Ipilimumab Immunotherapy Treats Relapsed Blood Cancer For Some, Not Others

Ipilimumab Immunotherapy Treats Relapsed Blood Cancer For Some, Not Others

The immunotherapy drug ipilimumab (Yervoy) could stop blood cancer from returning after stem cell transplants in some patients, but a small Phase 1 clinical trial shows that side effects of the treatment could be severe for others.

A report describing the findings, Ipilimumab For Patients With Relapse After Allogeneic Transplantation, published in the New England Journal of Medicine, emphasizes that more research is needed to understand how to best use the drug in relapsed blood cancer patients.

Ipilimumab has been in use for melanoma since approved by the U.S. Food and Drug Administration in 2011. The drug, known as a checkpoint inhibitor, blocks molecules known as immune checkpoints. Cancers often use the checkpoints to evade attack by the immune system. Drugs in this class have been used with success.

In blood cancers, such as lymphoma and leukemia, stem cell transplants can also be used. After a rigorous chemotherapy treatment round wipes out cancer cells and the patient’s own immune cells, patients get a transplant of stem cells from the bone marrow of a healthy donor. The stem cells become new immune cells, protecting the body from infection and making sure the cancer does not come back.

The approach is not always successful; cancers can return. Researchers believe that the explanation for failure might be found in an inability of the new immune cells to launch attacks against the tumor.

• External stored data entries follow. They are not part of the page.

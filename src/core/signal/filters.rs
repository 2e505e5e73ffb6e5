//! 基础滤波与统计

/// Causal trailing moving average. Samples before the window fills keep
/// their raw value; output length equals input length.
pub fn moving_average(src: &[f64], window: usize) -> Vec<f64> {
    if window <= 1 {
        return src.to_vec();
    }
    let mut out = Vec::with_capacity(src.len());
    let mut acc = 0.0;
    for (i, &v) in src.iter().enumerate() {
        acc += v;
        if i >= window {
            acc -= src[i - window];
        }
        out.push(if i + 1 >= window { acc / window as f64 } else { v });
    }
    out
}

/// 减去滑动均值（去趋势 / 高通）
pub fn highpass(src: &[f64], window: usize) -> Vec<f64> {
    let trend = moving_average(src, window);
    src.iter().zip(&trend).map(|(x, t)| x - t).collect()
}

pub fn mean(x: &[f64]) -> f64 {
    if x.is_empty() {
        return 0.0;
    }
    x.iter().sum::<f64>() / x.len() as f64
}

/// Population standard deviation.
pub fn std_dev(x: &[f64]) -> f64 {
    if x.is_empty() {
        return 0.0;
    }
    let m = mean(x);
    let var = x.iter().map(|v| (v - m) * (v - m)).sum::<f64>() / x.len() as f64;
    var.sqrt()
}

/// 零均值单位方差；标准差过小时原样返回
pub fn zscore(x: &[f64]) -> Vec<f64> {
    let mu = mean(x);
    let sd = std_dev(x);
    if sd > 1e-9 {
        x.iter().map(|v| (v - mu) / sd).collect()
    } else {
        x.to_vec()
    }
}

/// Linear-interpolated percentile, `p` in `[0, 1]`.
pub fn percentile(x: &[f64], p: f64) -> f64 {
    if x.is_empty() {
        return 0.0;
    }
    let mut sorted = x.to_vec();
    sorted.sort_by(|a, b| a.total_cmp(b));
    let last = (sorted.len() - 1) as f64;
    let idx = (last * p).clamp(0.0, last);
    let (i0, i1) = (idx.floor() as usize, idx.ceil() as usize);
    if i0 == i1 {
        sorted[i0]
    } else {
        sorted[i0] + (idx - i0 as f64) * (sorted[i1] - sorted[i0])
    }
}
use crate::core::error::VitalsError;
use crate::core::heart_rate::HeartRateEstimate;
use serde::{Deserialize, Serialize};

/// 心率分析结果，FRB 友好：成功与失败都用同一个扁平结构表示
#[derive(Debug, Clone, Default, PartialEq, Serialize, Deserialize)]
pub struct HeartRateReport {
    /// 0 表示无结果
    pub bpm: u32,
    /// Autocorrelation / Goertzel / PeakCount
    pub method: Option<String>,
    /// 胜出候选，如 `G@roi0`
    pub candidate: Option<String>,
    pub score: f64,
    pub error_type: Option<String>,
    pub message: Option<String>,
}

impl HeartRateReport {
    pub fn is_ok(&self) -> bool {
        self.error_type.is_none()
    }

    pub fn error(error_type: &str, message: String) -> Self {
        Self {
            error_type: Some(error_type.to_string()),
            message: Some(message),
            ..Default::default()
        }
    }
}

impl From<HeartRateEstimate> for HeartRateReport {
    fn from(estimate: HeartRateEstimate) -> Self {
        Self {
            bpm: estimate.bpm,
            method: Some(format!("{:?}", estimate.method)),
            candidate: Some(estimate.candidate.to_string()),
            score: estimate.score,
            error_type: None,
            message: None,
        }
    }
}

impl From<VitalsError> for HeartRateReport {
    fn from(err: VitalsError) -> Self {
        let mut report = Self::error(err.kind(), err.to_string());
        if let VitalsError::OutOfRange { candidate, score, .. } = &err {
            report.candidate = Some(candidate.to_string());
            report.score = *score;
        }
        report
    }
}

impl From<Result<HeartRateEstimate, VitalsError>> for HeartRateReport {
    fn from(result: Result<HeartRateEstimate, VitalsError>) -> Self {
        match result {
            Ok(estimate) => estimate.into(),
            Err(err) => err.into(),
        }
    }
}

/// 实时采集会话统计
#[derive(Debug, Clone, Default, PartialEq, Serialize, Deserialize)]
pub struct SessionStats {
    pub received_frames: u64,
    pub kept_frames: u64,
    pub duplicate_frames: u64,
    pub span_secs: f64,
}

#[cfg(test)]
mod tests {
    use super::*;
    use crate::core::heart_rate::{CandidateTag, Channel, EstimationMethod};
    use crate::core::video::RegionKind;

    fn tag() -> CandidateTag {
        CandidateTag {
            region: RegionKind::PlusX,
            channel: Channel::GreenMinusRed,
        }
    }

    #[test]
    fn test_report_from_estimate() {
        let report = HeartRateReport::from(Ok::<_, VitalsError>(HeartRateEstimate {
            bpm: 72,
            method: EstimationMethod::Goertzel,
            candidate: tag(),
            score: 0.42,
        }));

        assert!(report.is_ok());
        assert_eq!(report.bpm, 72);
        assert_eq!(report.method.as_deref(), Some("Goertzel"));
        assert_eq!(report.candidate.as_deref(), Some("G-R@roi1"));
    }

    #[test]
    fn test_report_from_out_of_range() {
        let report = HeartRateReport::from(Err::<HeartRateEstimate, _>(VitalsError::OutOfRange {
            candidate: tag(),
            score: 0.3,
            autocorr: 0,
            goertzel: 35,
            peaks: 230,
        }));

        assert!(!report.is_ok());
        assert_eq!(report.bpm, 0);
        assert_eq!(report.error_type.as_deref(), Some("OutOfRangeEstimate"));
        assert_eq!(report.candidate.as_deref(), Some("G-R@roi1"));
        assert_eq!(report.score, 0.3);
        assert!(report.message.unwrap_or_default().contains("Goertzel=35"));
    }

    #[test]
    fn test_report_serializes_to_json() {
        let report = HeartRateReport::from(VitalsError::FlatSignal);
        let json = serde_json::to_value(&report).expect("serialize");
        assert_eq!(json["bpm"], 0);
        assert_eq!(json["error_type"], "InsufficientSignal");
        assert!(json["method"].is_null());
    }
}
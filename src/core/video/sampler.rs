//! 帧采样控制器 - 按固定时间步长请求帧，去重后累积保留序列

use super::deduplicator::FrameDeduplicator;
use super::frame::Frame;
use super::source::{grab_frame, OpenError, VideoFrameSource};
use crate::core::config::SamplingConfig;
use log::{debug, info, warn};
use std::time::Duration;

/// 采样结果：保留帧与对齐的时间戳（秒）
#[derive(Debug, Clone, Default)]
pub struct SampledClip {
    pub frames: Vec<Frame>,
    pub timestamps_secs: Vec<f64>,
    pub window_us: u64,
    pub requested: usize,
    pub misses: usize,
    pub duplicates: usize,
}

impl SampledClip {
    pub fn len(&self) -> usize {
        self.frames.len()
    }

    pub fn is_empty(&self) -> bool {
        self.frames.is_empty()
    }

    /// 要求时间戳严格递增后再去重，返回是否保留
    ///
    /// 乱序帧不进入去重器，避免其哈希顶替最后一个保留帧。
    pub fn push_frame(&mut self, dedup: &mut FrameDeduplicator, frame: Frame) -> bool {
        let ts_secs = frame.timestamp_secs();
        let monotonic = self.timestamps_secs.last().map_or(true, |&last| ts_secs > last);
        if !monotonic || dedup.check(&frame).is_duplicate() {
            self.duplicates += 1;
            return false;
        }
        self.frames.push(frame);
        self.timestamps_secs.push(ts_secs);
        true
    }

    /// Time covered by the kept frames, in seconds.
    pub fn span_secs(&self) -> f64 {
        match (self.timestamps_secs.first(), self.timestamps_secs.last()) {
            (Some(first), Some(last)) => last - first,
            _ => 0.0,
        }
    }
}

pub struct FrameSampler<'a> {
    config: &'a SamplingConfig,
}

impl<'a> FrameSampler<'a> {
    pub fn new(config: &'a SamplingConfig) -> Self {
        Self { config }
    }

    /// 打开来源并采样整段分析窗口，句柄总会被关闭
    pub fn sample<S: VideoFrameSource>(
        &self,
        source: &S,
        reference: &str,
    ) -> Result<SampledClip, OpenError> {
        let handle = Self::open_with_fallbacks(source, reference)?;

        let duration_us = self.probe_duration(source, &handle);
        if duration_us.is_none() {
            warn!("⚠️ Duration unavailable; proceeding with fixed sampling window.");
        }
        let window_us = self.analysis_window_us(duration_us);

        let clip = self.sample_window(source, &handle, window_us);
        source.close(handle);
        Ok(clip)
    }

    /// Tries `reference` as given, then with a `file://` scheme stripped.
    pub fn open_with_fallbacks<S: VideoFrameSource>(
        source: &S,
        reference: &str,
    ) -> Result<S::Handle, OpenError> {
        let mut candidates = vec![reference];
        if let Some(path) = reference.strip_prefix("file://") {
            candidates.push(path);
        }

        let mut last_err = None;
        for candidate in candidates {
            match source.open(candidate) {
                Ok(handle) => return Ok(handle),
                Err(e) => {
                    debug!("Open attempt failed for {}: {}", candidate, e);
                    last_err = Some(e);
                }
            }
        }
        Err(last_err.unwrap_or_else(|| OpenError::NotFound(reference.to_string())))
    }

    /// 时长元数据在录制刚结束时可能滞后，短暂重试
    pub fn probe_duration<S: VideoFrameSource>(
        &self,
        source: &S,
        handle: &S::Handle,
    ) -> Option<u64> {
        let attempts = self.config.duration_probe_attempts.max(1);
        for attempt in 0..attempts {
            if let Some(duration) = source.probe_duration_us(handle).filter(|&d| d > 0) {
                return Some(duration);
            }
            if attempt + 1 < attempts && self.config.duration_probe_interval_ms > 0 {
                std::thread::sleep(Duration::from_millis(self.config.duration_probe_interval_ms));
            }
        }
        None
    }

    pub fn analysis_window_us(&self, duration_us: Option<u64>) -> u64 {
        match duration_us {
            Some(d) if d > 0 => d.min(self.config.max_window_us),
            _ => self.config.fallback_window_us,
        }
    }

    /// Requests `settle_offset .. settle_offset + window` every `step_us`.
    pub fn sample_window<S: VideoFrameSource>(
        &self,
        source: &S,
        handle: &S::Handle,
        window_us: u64,
    ) -> SampledClip {
        let mut clip = SampledClip {
            window_us,
            ..Default::default()
        };
        let mut dedup = FrameDeduplicator::new();
        let step_us = self.config.step_us.max(1);
        let end_us = self.config.settle_offset_us + window_us;

        let mut t_us = self.config.settle_offset_us;
        while t_us < end_us {
            clip.requested += 1;
            match grab_frame(source, handle, t_us) {
                None => clip.misses += 1,
                Some(frame) => {
                    clip.push_frame(&mut dedup, frame);
                }
            }
            t_us += step_us;
        }

        info!(
            "🎞️ Sampled {} frames ({} requested, {} missed, {} duplicates) over {:.2}s window",
            clip.frames.len(),
            clip.requested,
            clip.misses,
            clip.duplicates,
            window_us as f64 / 1_000_000.0
        );
        clip
    }
}

#[cfg(test)]
mod tests {
    use super::*;
    use crate::core::video::{MemoryFrameSource, SeekMode};
    use std::cell::Cell;

    fn no_wait_config() -> SamplingConfig {
        SamplingConfig {
            duration_probe_interval_ms: 0,
            ..Default::default()
        }
    }

    fn distinct_frames(count: u64, spacing_us: u64) -> Vec<Frame> {
        (0..count)
            .map(|i| Frame::filled(32, 32, [0, (i % 250) as u8, 0], i * spacing_us))
            .collect()
    }

    #[test]
    fn test_out_of_order_frame_does_not_replace_last_hash() {
        let mut dedup = FrameDeduplicator::new();
        let mut clip = SampledClip::default();

        assert!(clip.push_frame(&mut dedup, Frame::filled(32, 32, [0, 10, 0], 1_000_000)));
        // 新内容但时间倒退
        assert!(!clip.push_frame(&mut dedup, Frame::filled(32, 32, [0, 20, 0], 500_000)));
        // 与第一帧内容相同，仍应判为重复
        assert!(!clip.push_frame(&mut dedup, Frame::filled(32, 32, [0, 10, 0], 2_000_000)));

        assert_eq!(clip.len(), 1);
        assert_eq!(clip.duplicates, 2);
        assert_eq!(dedup.kept(), 1);
        assert_eq!(clip.timestamps_secs, vec![1.0]);
    }

    #[test]
    fn test_window_selection() {
        let config = no_wait_config();
        let sampler = FrameSampler::new(&config);
        assert_eq!(sampler.analysis_window_us(Some(8_000_000)), 8_000_000);
        assert_eq!(sampler.analysis_window_us(Some(45_000_000)), 15_000_000);
        assert_eq!(sampler.analysis_window_us(Some(0)), 12_000_000);
        assert_eq!(sampler.analysis_window_us(None), 12_000_000);
    }

    #[test]
    fn test_samples_every_step_from_settle_offset() {
        let config = no_wait_config();
        let sampler = FrameSampler::new(&config);
        // 30 fps 的 10 秒片段，每次请求都命中不同帧
        let source =
            MemoryFrameSource::new(distinct_frames(300, 33_333)).with_duration_us(10_000_000);

        let clip = sampler.sample(&source, "clip").expect("sample");
        assert_eq!(clip.window_us, 10_000_000);
        // ceil(10_000_000 / 33_333) 次请求
        assert_eq!(clip.requested, 301);
        assert_eq!(clip.misses, 0);
        assert!(clip.len() > 250);
        assert!(clip.timestamps_secs[0] >= 0.49 && clip.timestamps_secs[0] <= 0.51);
        assert!(clip.timestamps_secs.windows(2).all(|w| w[1] > w[0]));
    }

    #[test]
    fn test_identical_frames_are_deduplicated() {
        let config = no_wait_config();
        let sampler = FrameSampler::new(&config);
        let frames: Vec<Frame> = (0..100)
            .map(|i| Frame::filled(32, 32, [5, 5, 5], i * 100_000))
            .collect();
        let source = MemoryFrameSource::new(frames).with_duration_us(10_000_000);

        let clip = sampler.sample(&source, "clip").expect("sample");
        assert_eq!(clip.len(), 1);
        assert_eq!(clip.duplicates, clip.requested - 1);
    }

    #[test]
    fn test_slow_source_keeps_capture_timestamps() {
        let config = no_wait_config();
        let sampler = FrameSampler::new(&config);
        let source =
            MemoryFrameSource::new(distinct_frames(40, 200_000)).with_duration_us(8_000_000);

        let clip = sampler.sample(&source, "clip").expect("sample");
        assert_eq!(clip.len(), 38);
        assert!((clip.timestamps_secs[0] - 0.4).abs() < 1e-9);
        assert!((clip.span_secs() - 7.4).abs() < 1e-9);
    }

    #[test]
    fn test_unknown_duration_uses_fallback_window() {
        let config = no_wait_config();
        let sampler = FrameSampler::new(&config);
        let source = MemoryFrameSource::new(distinct_frames(10, 33_333));

        let clip = sampler.sample(&source, "clip").expect("sample");
        assert_eq!(clip.window_us, 12_000_000);
    }

    #[test]
    fn test_misses_are_skipped() {
        struct Sparse;
        impl VideoFrameSource for Sparse {
            type Handle = ();
            fn open(&self, _reference: &str) -> Result<(), OpenError> {
                Ok(())
            }
            fn probe_duration_us(&self, _handle: &()) -> Option<u64> {
                Some(1_000_000)
            }
            fn frame_at(&self, _handle: &(), t: u64, _mode: SeekMode) -> Option<Frame> {
                // 只有偶数个步长处有帧
                let step = (t - 500_000) / 33_333;
                (step % 2 == 0).then(|| Frame::filled(16, 16, [0, step as u8, 0], t))
            }
        }

        let config = no_wait_config();
        let sampler = FrameSampler::new(&config);
        let clip = sampler.sample(&Sparse, "sparse").expect("sample");
        assert_eq!(clip.requested, 31);
        assert_eq!(clip.misses, 15);
        assert_eq!(clip.len(), 16);
    }

    #[test]
    fn test_open_falls_back_to_stripped_path() {
        struct PathOnly;
        impl VideoFrameSource for PathOnly {
            type Handle = String;
            fn open(&self, reference: &str) -> Result<String, OpenError> {
                if reference.starts_with("file://") {
                    Err(OpenError::Unsupported(reference.to_string()))
                } else {
                    Ok(reference.to_string())
                }
            }
            fn probe_duration_us(&self, _handle: &String) -> Option<u64> {
                None
            }
            fn frame_at(&self, _handle: &String, _t: u64, _mode: SeekMode) -> Option<Frame> {
                None
            }
        }

        let handle =
            FrameSampler::open_with_fallbacks(&PathOnly, "file:///sdcard/hr.mp4").expect("open");
        assert_eq!(handle, "/sdcard/hr.mp4");
    }

    #[test]
    fn test_open_failure_propagates() {
        let source = MemoryFrameSource::new(vec![]);
        let config = no_wait_config();
        let result = FrameSampler::new(&config).sample(&source, "file:///missing.mp4");
        assert!(matches!(result, Err(OpenError::Empty(_))));
    }

    #[test]
    fn test_duration_probe_retries() {
        struct LaggyMetadata {
            calls: Cell<u32>,
        }
        impl VideoFrameSource for LaggyMetadata {
            type Handle = ();
            fn open(&self, _reference: &str) -> Result<(), OpenError> {
                Ok(())
            }
            fn probe_duration_us(&self, _handle: &()) -> Option<u64> {
                let calls = self.calls.get() + 1;
                self.calls.set(calls);
                if calls < 3 {
                    Some(0)
                } else {
                    Some(9_000_000)
                }
            }
            fn frame_at(&self, _handle: &(), _t: u64, _mode: SeekMode) -> Option<Frame> {
                None
            }
        }

        let config = no_wait_config();
        let sampler = FrameSampler::new(&config);
        let source = LaggyMetadata { calls: Cell::new(0) };
        assert_eq!(sampler.probe_duration(&source, &()), Some(9_000_000));
        assert_eq!(source.calls.get(), 3);
    }
}
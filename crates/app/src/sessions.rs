use axum::{extract::State, http::StatusCode, Json};
use chrono::{DateTime, Utc};
use metrics::counter;
use serde::{Deserialize, Serialize};
use tracing::{error, info};

use onboard_core::PublicUser;

use crate::auth::verify_password;
use crate::error::ApiError;
use crate::params::Params;
use crate::problem::ProblemResponse;
use crate::router::AppState;

#[derive(Debug, Deserialize)]
#[serde(deny_unknown_fields)]
pub struct LoginRequest {
    pub username: String,
    pub password: String,
}

#[derive(Debug, Serialize)]
pub struct SessionResponse {
    pub token: String,
    pub expires_at: DateTime<Utc>,
    pub user: PublicUser,
}

/// `POST /api/v1/sessions`
pub async fn create(
    State(state): State<AppState>,
    Params(request): Params<LoginRequest>,
) -> Result<Json<SessionResponse>, ApiError> {
    let user = state
        .storage()
        .users()
        .find_by_username(request.username.trim())
        .await
        .map_err(|err| {
            error!(stage = "auth", error = %err, "failed to load user");
            ProblemResponse::internal("failed to load user")
        })?;

    let authenticated = match user {
        Some(user) => {
            let matches = verify_password(request.password, user.password_digest.clone())
                .await
                .map_err(|err| {
                    error!(stage = "auth", user_id = user.id, error = %err, "password check failed");
                    ProblemResponse::internal("password check failed")
                })?;
            matches.then_some(user)
        }
        None => None,
    };

    let Some(user) = authenticated else {
        counter!("session_logins_total", "result" => "rejected").increment(1);
        return Err(ProblemResponse::new(
            StatusCode::UNAUTHORIZED,
            "invalid_credentials",
            "username or password is incorrect",
        )
        .into());
    };

    let session = state.sessions().issue(user.id, state.now()).map_err(|err| {
        error!(stage = "auth", user_id = user.id, error = %err, "failed to issue session");
        ProblemResponse::internal("failed to issue session")
    })?;

    counter!("session_logins_total", "result" => "ok").increment(1);
    info!(stage = "auth", user_id = user.id, "session issued");
    Ok(Json(SessionResponse {
        token: session.token,
        expires_at: session.expires_at,
        user: user.into(),
    }))
}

In the new study, led by Boston-based Dana-Farber Cancer Institute, researchers tested that the shortcoming could be overcome by the checkpoint blocker ipilimumab.

“We believe the donor immune cells are present, but can’t recognize the tumor cells because of inhibitory signals that disguise them,” Dr. Matthew Davids, first author of the study, said in a news release. “By blocking the checkpoint, you allow the donor cells to see the cancer cells.”

While almost half of the 28 patients included in the study responded to the treatment, with cancer disappearing entirely in five patients, others did not fare so well. One-fifth of the patients had serious side effects, including inflammation of the gut and lungs. One patient died of severe immune-related side effects.

For four patients who developed graft versus host disease in which the transplanted immune cells start attacking the patient’s own tissues, the ipilimumab treatment was stopped. Fearing that the drug could cause more severe complications, researchers decided that those patients could be treated with standard therapy.

Cancer Research UK’s chief clinician Dr. Peter Johnson believes the study was an important step toward answering questions about the drug’s feasibility in relapsed blood cancer patients.

“These results confirmed what many have suspected – that these drugs can cause some serious immune-related side effects in these patients, and will need to be handled with care,” Johnson said.“But on the positive side, others appear to have done well –  so while it’s clear that there’s more (work) to do to fully understand how best to use these drugs, it looks like we have an exciting new weapon in our armory to help people who really need it.”